Playing a second straight night at the Long Beach Arena, brash rockers of the band the Foo Fighters made it their mission Sunday night to win over a few of the more devoted Weezer fans, who were there to see their beloved and polite quartet play just prior as co-headliners.

“Our goal tonight is to convert some of the hard-core Weezer fans into drunken, sloppy Foo Fighters fans,” said lead singer and guitarist Dave Grohl who also mentioned that he’s never seen anyone pound a beer bong faster than Weezer’s frontman, Rivers Cuomo.


The foursome - Grohl, drummer Taylor Hawkins, bassist Nate Mendel and guitarist Chris Shiflett - ended the show and dedicated all of the set’s love interludes to their friends in Weezer, who have been touring with the Foo Fighters. The members of Weezer, with their unassuming collared shirts and black-rimmed glasses, are the kind of men you’d invite to an intimate dinner party with perhaps the demure Mendel and Shiflett. However, you’d have to stick Grohl at the kids’ table and ask Hawkins outside to work the valet.

After playing several opening songs including the hit “My Hero” and “Best of You” to a crowd of general admission attendees and the remaining with assigned seats along the arena’s upper levels, Grohl unleashed a robust and loud belch into the microphone.

“I’m a little hung over tonight but I’m feeling a little better and I came into work today, into the office feeling a little sleepy, a little dizzy,” he said.

Throngs of parched teenagers and young college kids put their bodies through the ringer by squishing them up against barricades lining the front of the stage, and with mosh pits forming and security guards grabbing crowd surfers every few minutes, the audience was almost as entertaining as the band.

The group went on to play the romantic ballad “Up In Arms” for those in the nosebleed sections complete with the swaying of floor-level arms that became, “The first and the last arm sway at a Foo Fighters concert,” said Grohl, followed by a short rock ditty for the people in the pit. They also played “Learn to Fly” off the 1999 album “There is Nothing Left to Lose” and the raucous “Stacked Actors.”

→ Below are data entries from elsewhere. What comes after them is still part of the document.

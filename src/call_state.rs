//! Telephony call state, as reported by the platform.

use std::process::{Command, Stdio};

use thiserror::Error;

#[derive(Debug, Clone, Copy, PartialEq, Eq)]
pub enum CallState {
    NoCall,
    Ringing,
    InCall,
}

impl CallState {
    /// Map a telephony registry `mCallState` code.
    pub fn from_code(code: i64) -> Result<Self, CallStateError> {
        match code {
            0 => Ok(CallState::NoCall),
            1 => Ok(CallState::Ringing),
            2 => Ok(CallState::InCall),
            other => Err(CallStateError::UnknownCode(other)),
        }
    }
}

/// A failed query. Never mistaken for any [`CallState`].
#[derive(Debug, Error, Clone, PartialEq, Eq)]
pub enum CallStateError {
    #[error("call state query failed: {0}")]
    Command(String),

    #[error("no mCallState in query output {0:?}")]
    Parse(String),

    #[error("unknown call state code {0}")]
    UnknownCode(i64),
}

pub trait CallStateSource {
    fn query(&mut self) -> Result<CallState, CallStateError>;
}

/// Queries the Android telephony registry through a shell pipeline.
pub struct DumpsysCallState {
    command: &'static str,
}

impl DumpsysCallState {
    pub fn new(command: &'static str) -> Self {
        Self { command }
    }
}

impl CallStateSource for DumpsysCallState {
    fn query(&mut self) -> Result<CallState, CallStateError> {
        let output = Command::new("sh")
            .arg("-c")
            .arg(self.command)
            .stdin(Stdio::null())
            .stderr(Stdio::null())
            .output()
            .map_err(|e| CallStateError::Command(format!("failed to spawn sh: {}", e)))?;

        parse_call_state(&String::from_utf8_lossy(&output.stdout))
    }
}

/// Parse the first `mCallState=<n>` line of a registry dump.
///
/// Whitespace is ignored and anything after the leading integer is dropped,
/// so both `mCallState=2` and `  mCallState = 2 ` are accepted.
pub fn parse_call_state(output: &str) -> Result<CallState, CallStateError> {
    const KEY: &str = "mCallState=";

    for line in output.lines() {
        let compact: String = line.chars().filter(|c| !c.is_whitespace()).collect();
        let Some(value) = compact.strip_prefix(KEY) else {
            continue;
        };

        let end = value
            .char_indices()
            .find(|&(i, c)| !(c.is_ascii_digit() || (i == 0 && c == '-')))
            .map(|(i, _)| i)
            .unwrap_or(value.len());
        let code: i64 = value[..end]
            .parse()
            .map_err(|_| CallStateError::Parse(line.to_string()))?;
        return CallState::from_code(code);
    }

    Err(CallStateError::Parse(output.trim().to_string()))
}
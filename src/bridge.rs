//! One call's worth of duplex audio between the codec and the modem.
//!
//! Each iteration moves one buffer in each direction:
//! codec capture -> modem playback, and modem capture -> glitch filter ->
//! codec playback. After every iteration the call state is checked again so
//! bridging stops as soon as the call ends.

use crate::audio::{AudioFormat, EndpointRole, EndpointSet, PcmBackend, Topology, sample_filter};
use crate::call_state::{CallState, CallStateSource};
use crate::error::BridgeError;

/// Fixed parameters every session is started with.
#[derive(Debug, Clone, Copy)]
pub struct BridgeSettings {
    pub topology: Topology,
    pub format: AudioFormat,
    /// Consecutive failed call-state checks tolerated mid-call
    pub max_query_failures: u32,
}

#[derive(Debug, Clone, PartialEq, Eq)]
pub enum SessionEnd {
    /// The call state stopped reporting an active call.
    CallEnded(CallState),
    /// The call state could not be read for too many iterations in a row.
    CallStateUnavailable,
    Failed(BridgeError),
}

#[derive(Debug, Clone, PartialEq, Eq)]
pub struct SessionReport {
    /// Iterations that moved audio both ways
    pub periods: u64,
    pub end: SessionEnd,
}

pub struct BridgingSession {
    endpoints: EndpointSet,
    max_query_failures: u32,
}

impl BridgingSession {
    pub fn open(backend: &mut dyn PcmBackend, settings: &BridgeSettings) -> Result<Self, BridgeError> {
        let endpoints = EndpointSet::open_all(backend, settings.topology, settings.format)?;
        debug_assert!(endpoints.is_open());

        let modem_bytes = endpoints
            .get(EndpointRole::ModemCapture)
            .map(|e| e.buffer().len())
            .unwrap_or(0);
        log::info!(
            "Capturing sample: {} ch, {} hz, {} bit, size {} bytes",
            settings.format.channels,
            settings.format.rate,
            settings.format.bits(),
            modem_bytes,
        );

        Ok(Self {
            endpoints,
            max_query_failures: settings.max_query_failures,
        })
    }

    /// Bridge audio until the call ends or a device fails, then close every
    /// endpoint.
    pub fn run(mut self, call_state: &mut dyn CallStateSource) -> SessionReport {
        let mut periods = 0;
        let mut query_failures = 0;

        let end = loop {
            if let Err(e) = self.transfer_period() {
                log::error!("{}", e);
                break SessionEnd::Failed(e);
            }
            periods += 1;

            match call_state.query() {
                Ok(CallState::InCall) => query_failures = 0,
                Ok(state) => break SessionEnd::CallEnded(state),
                Err(e) => {
                    query_failures += 1;
                    log::warn!(
                        "{} ({}/{}), keeping the call bridged",
                        e,
                        query_failures,
                        self.max_query_failures
                    );
                    if query_failures >= self.max_query_failures {
                        break SessionEnd::CallStateUnavailable;
                    }
                }
            }
        };

        self.endpoints.close_all();
        SessionReport { periods, end }
    }

    fn transfer_period(&mut self) -> Result<(), BridgeError> {
        self.endpoints.read_period(EndpointRole::CodecCapture)?;
        self.endpoints.read_period(EndpointRole::ModemCapture)?;

        self.endpoints
            .forward(EndpointRole::CodecCapture, EndpointRole::ModemPlayback)?;

        sample_filter::suppress_glitches(self.endpoints.buffer_mut(EndpointRole::ModemCapture)?);
        self.endpoints
            .forward(EndpointRole::ModemCapture, EndpointRole::CodecPlayback)
    }
}

/// Open a session and bridge until it ends. An open failure moves no audio.
pub fn bridge_call(
    backend: &mut dyn PcmBackend,
    call_state: &mut dyn CallStateSource,
    settings: &BridgeSettings,
) -> SessionReport {
    match BridgingSession::open(backend, settings) {
        Ok(session) => session.run(call_state),
        Err(e) => SessionReport {
            periods: 0,
            end: SessionEnd::Failed(e),
        },
    }
}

Grohl also made light that the Long Beach Arena has been a venue of some “legendary rock concerts,” including the time when Blue Oyster Cult opened for Led Zeppelin, and then went into “DOA” off the new record “In Your Honor.”

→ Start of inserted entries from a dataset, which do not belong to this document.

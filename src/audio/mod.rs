//! audio - PCM endpoints for the codec and modem voice paths
//!
//! Uses ALSA for audio I/O. The bridging core reaches the hardware only
//! through the `PcmBackend` / `PcmStream` traits.

mod alsa_device;
mod device;
mod endpoint;
mod format;
pub mod sample_filter;

pub use alsa_device::AlsaBackend;
pub use device::{PcmBackend, PcmStream};
pub use endpoint::{EndpointId, EndpointRole, EndpointSet, Topology};
pub use format::{AudioFormat, SampleEncoding, StreamDirection};
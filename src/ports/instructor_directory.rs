//! Instructor directory port (read-only reference data).

use async_trait::async_trait;

use crate::domain::foundation::{DomainError, InstructorId};
use crate::domain::instructor::Instructor;

#[async_trait]
pub trait InstructorDirectory: Send + Sync {
    /// List all instructors.
    async fn list(&self) -> Result<Vec<Instructor>, DomainError>;

    /// Fetch one instructor.
    ///
    /// # Errors
    ///
    /// - `InstructorNotFound` if unknown
    async fn get(&self, id: InstructorId) -> Result<Instructor, DomainError>;
}
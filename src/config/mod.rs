//! Application configuration module
//!
//! This module provides type-safe configuration loading from environment variables
//! using the `config` and `dotenvy` crates. Configuration is loaded with the
//! `SESSION_BOOKING` prefix and nested values use double underscores as separators.
//!
//! # Example
//!
//! ```no_run
//! use session_booking::config::AppConfig;
//!
//! let config = AppConfig::load().expect("Failed to load configuration");
//! config.validate().expect("Invalid configuration");
//!
//! println!("Registry at {}", config.registry.base_url);
//! ```

mod client;
mod credentials;
mod error;
mod registry;

pub use client::{ClientConfig, Environment};
pub use credentials::CredentialsConfig;
pub use error::{ConfigError, ValidationError};
pub use registry::RegistryConfig;

use serde::Deserialize;

/// Root application configuration
///
/// Every section has defaults, so an empty environment yields a client
/// pointed at a local registry with no startup login.
#[derive(Debug, Clone, Default, Deserialize)]
pub struct AppConfig {
    /// Environment and logging
    #[serde(default)]
    pub client: ClientConfig,

    /// Remote registry location and timeout
    #[serde(default)]
    pub registry: RegistryConfig,

    /// Optional account to log in with at startup
    #[serde(default)]
    pub credentials: Option<CredentialsConfig>,
}

impl AppConfig {
    /// Load configuration from environment variables
    ///
    /// This function:
    /// 1. Loads `.env` file if present (for development)
    /// 2. Reads environment variables with `SESSION_BOOKING` prefix
    /// 3. Uses `__` (double underscore) to separate nested values
    /// 4. Deserializes into typed configuration structs
    ///
    /// # Environment Variable Format
    ///
    /// - `SESSION_BOOKING__REGISTRY__BASE_URL=...` -> `registry.base_url = ...`
    /// - `SESSION_BOOKING__CLIENT__JSON_LOGS=true` -> `client.json_logs = true`
    ///
    /// # Errors
    ///
    /// Returns `ConfigError` if values cannot be parsed into expected types.
    pub fn load() -> Result<Self, ConfigError> {
        dotenvy::dotenv().ok();

        let config = config::Config::builder()
            .add_source(
                config::Environment::default()
                    .prefix("SESSION_BOOKING")
                    .separator("__"),
            )
            .build()?
            .try_deserialize()?;

        Ok(config)
    }

    /// Validate all configuration values
    ///
    /// # Errors
    ///
    /// Returns `ValidationError` if any configuration value is invalid.
    pub fn validate(&self) -> Result<(), ValidationError> {
        self.registry.validate(self.client.environment)?;
        if let Some(credentials) = &self.credentials {
            credentials.validate()?;
        }
        Ok(())
    }

    /// Check if running in production environment
    pub fn is_production(&self) -> bool {
        self.client.is_production()
    }
}
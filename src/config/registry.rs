//! Remote registry configuration

use serde::Deserialize;
use std::time::Duration;

use super::client::Environment;
use super::error::ValidationError;

/// Where the session registry lives and how long to wait for it.
#[derive(Debug, Clone, Deserialize)]
pub struct RegistryConfig {
    /// Base URL of the registry API
    #[serde(default = "default_base_url")]
    pub base_url: String,

    /// Request timeout in seconds
    #[serde(default = "default_request_timeout")]
    pub request_timeout_secs: u64,
}

impl RegistryConfig {
    /// Get the request timeout as Duration
    pub fn request_timeout(&self) -> Duration {
        Duration::from_secs(self.request_timeout_secs)
    }

    /// Validate registry configuration
    ///
    /// In production, requires HTTPS for the base URL.
    pub fn validate(&self, environment: Environment) -> Result<(), ValidationError> {
        if self.base_url.is_empty() {
            return Err(ValidationError::MissingRequired("REGISTRY__BASE_URL"));
        }
        let is_https = self.base_url.starts_with("https://");
        if !is_https && !self.base_url.starts_with("http://") {
            return Err(ValidationError::InvalidRegistryUrl);
        }
        if environment == Environment::Production && !is_https {
            return Err(ValidationError::RegistryMustBeHttps);
        }
        if self.request_timeout_secs == 0 || self.request_timeout_secs > 300 {
            return Err(ValidationError::InvalidTimeout);
        }
        Ok(())
    }
}

impl Default for RegistryConfig {
    fn default() -> Self {
        Self {
            base_url: default_base_url(),
            request_timeout_secs: default_request_timeout(),
        }
    }
}

fn default_base_url() -> String {
    "http://localhost:8080/api".to_string()
}

fn default_request_timeout() -> u64 {
    30
}
//! In-memory session registry.
//!
//! Behaves like the remote registry for the operations the client uses:
//! ids are assigned sequentially, duplicate participation is rejected and
//! removing a non-participant reports `NotParticipating`.
//!
//! # Example
//!
//! ```ignore
//! let registry = InMemorySessionRegistry::new().with_next_id(42);
//! let session = registry.create(&draft).await?;
//! assert_eq!(session.id(), Some(SessionId::new(42)));
//! ```

use std::collections::BTreeMap;
use std::sync::atomic::{AtomicU64, AtomicUsize, Ordering};
use std::sync::{PoisonError, RwLock};

use async_trait::async_trait;

use crate::domain::foundation::{DomainError, ErrorCode, SessionId, Timestamp, UserId};
use crate::domain::session::{Session, SessionDraft};
use crate::ports::SessionRegistry;

/// Session registry backed by a map, ordered by id.
#[derive(Debug)]
pub struct InMemorySessionRegistry {
    sessions: RwLock<BTreeMap<SessionId, Session>>,
    next_id: AtomicU64,
    calls: AtomicUsize,
    force_error: RwLock<Option<DomainError>>,
}

impl InMemorySessionRegistry {
    /// Creates an empty registry whose first session gets id 1.
    pub fn new() -> Self {
        Self {
            sessions: RwLock::new(BTreeMap::new()),
            next_id: AtomicU64::new(1),
            calls: AtomicUsize::new(0),
            force_error: RwLock::new(None),
        }
    }

    /// Sets the id the next created session receives.
    pub fn with_next_id(self, id: u64) -> Self {
        self.next_id.store(id, Ordering::SeqCst);
        self
    }

    /// Seeds a session as if it had been created remotely.
    pub fn with_session(self, draft: &SessionDraft) -> Self {
        self.insert(draft);
        self
    }

    /// Forces every operation to fail with the given error.
    pub fn with_error(self, error: DomainError) -> Self {
        *self.force_error.write().unwrap_or_else(PoisonError::into_inner) = Some(error);
        self
    }

    /// Clears the forced error.
    pub fn clear_error(&self) {
        *self.force_error.write().unwrap_or_else(PoisonError::into_inner) = None;
    }

    /// Number of port calls received, including failed ones.
    pub fn call_count(&self) -> usize {
        self.calls.load(Ordering::SeqCst)
    }

    pub fn session_count(&self) -> usize {
        self.sessions.read().unwrap_or_else(PoisonError::into_inner).len()
    }

    fn insert(&self, draft: &SessionDraft) -> Session {
        let id = SessionId::new(self.next_id.fetch_add(1, Ordering::SeqCst));
        let session = Session::from_draft(id, draft, Timestamp::now());
        self.sessions
            .write()
            .unwrap_or_else(PoisonError::into_inner)
            .insert(id, session.clone());
        session
    }

    /// Counts the call and returns the forced error, if any.
    fn enter(&self) -> Result<(), DomainError> {
        self.calls.fetch_add(1, Ordering::SeqCst);
        match self
            .force_error
            .read()
            .unwrap_or_else(PoisonError::into_inner)
            .clone()
        {
            Some(err) => Err(err),
            None => Ok(()),
        }
    }

    fn with_existing<T>(
        &self,
        id: SessionId,
        f: impl FnOnce(&mut Session) -> Result<T, DomainError>,
    ) -> Result<T, DomainError> {
        let mut sessions = self.sessions.write().unwrap_or_else(PoisonError::into_inner);
        let session = sessions.get_mut(&id).ok_or_else(|| not_found(id))?;
        f(session)
    }
}

impl Default for InMemorySessionRegistry {
    fn default() -> Self {
        Self::new()
    }
}

fn not_found(id: SessionId) -> DomainError {
    DomainError::new(ErrorCode::SessionNotFound, format!("Session {} not found", id))
        .with_detail("session_id", id.to_string())
}

#[async_trait]
impl SessionRegistry for InMemorySessionRegistry {
    async fn list(&self) -> Result<Vec<Session>, DomainError> {
        self.enter()?;
        Ok(self
            .sessions
            .read()
            .unwrap_or_else(PoisonError::into_inner)
            .values()
            .cloned()
            .collect())
    }

    async fn get(&self, id: SessionId) -> Result<Session, DomainError> {
        self.enter()?;
        self.sessions
            .read()
            .unwrap_or_else(PoisonError::into_inner)
            .get(&id)
            .cloned()
            .ok_or_else(|| not_found(id))
    }

    async fn create(&self, draft: &SessionDraft) -> Result<Session, DomainError> {
        self.enter()?;
        Ok(self.insert(draft))
    }

    async fn update(&self, id: SessionId, draft: &SessionDraft) -> Result<Session, DomainError> {
        self.enter()?;
        self.with_existing(id, |session| {
            session.apply_draft(draft, Timestamp::now());
            Ok(session.clone())
        })
    }

    async fn delete(&self, id: SessionId) -> Result<(), DomainError> {
        self.enter()?;
        self.sessions
            .write()
            .unwrap_or_else(PoisonError::into_inner)
            .remove(&id)
            .map(|_| ())
            .ok_or_else(|| not_found(id))
    }

    async fn participate(&self, id: SessionId, user_id: UserId) -> Result<(), DomainError> {
        self.enter()?;
        self.with_existing(id, |session| session.add_participant(user_id, Timestamp::now()))
    }

    async fn un_participate(&self, id: SessionId, user_id: UserId) -> Result<(), DomainError> {
        self.enter()?;
        self.with_existing(id, |session| {
            session.remove_participant(user_id, Timestamp::now())
        })
    }
}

Hawkins, behind the drum kit for the entire show, walked out to the front, looking like he just returned from the gym, his thin frame glistening of sweat, wearing a tank top, cotton shorts, white Adidas shoes and the comically colored black socks while smoking a cigarette. Grohl took Hawkins’ place while Hawkins strapped on a red guitar, took a few more drags the same way he did before kicking off the show and sang “Cold Day in the Sun.” The two switched back into their respective spots as Grohl reflected on his years as a drummer (with Nirvana).

“That’s a workout, you got to be in shape. It’s easy being a lead singer,” he said. “I’m glad I gave up that crap.”

The show’s most poignant moment came in a moving rendition of “Everlong” off the 1997 “The Colour & The Shape,” which Grohl sang with only his guitar, showcasing the song’s haunting and striking melody and fleetingly starry-eyed yet tender lyrics that he dedicated to all of the “mellow, old-school fans.” Grohl’s performance culminated when the rest of the band walked back out on stage and finished up the song playing the last four lines of the song (I wonder if everything could ever feel this real forever/If anything could ever be this good again/The only thing I’ll ever ask of you/ You’ve got to promise not to stop when I say when) in wild, earsplitting Foo Fighters fashion.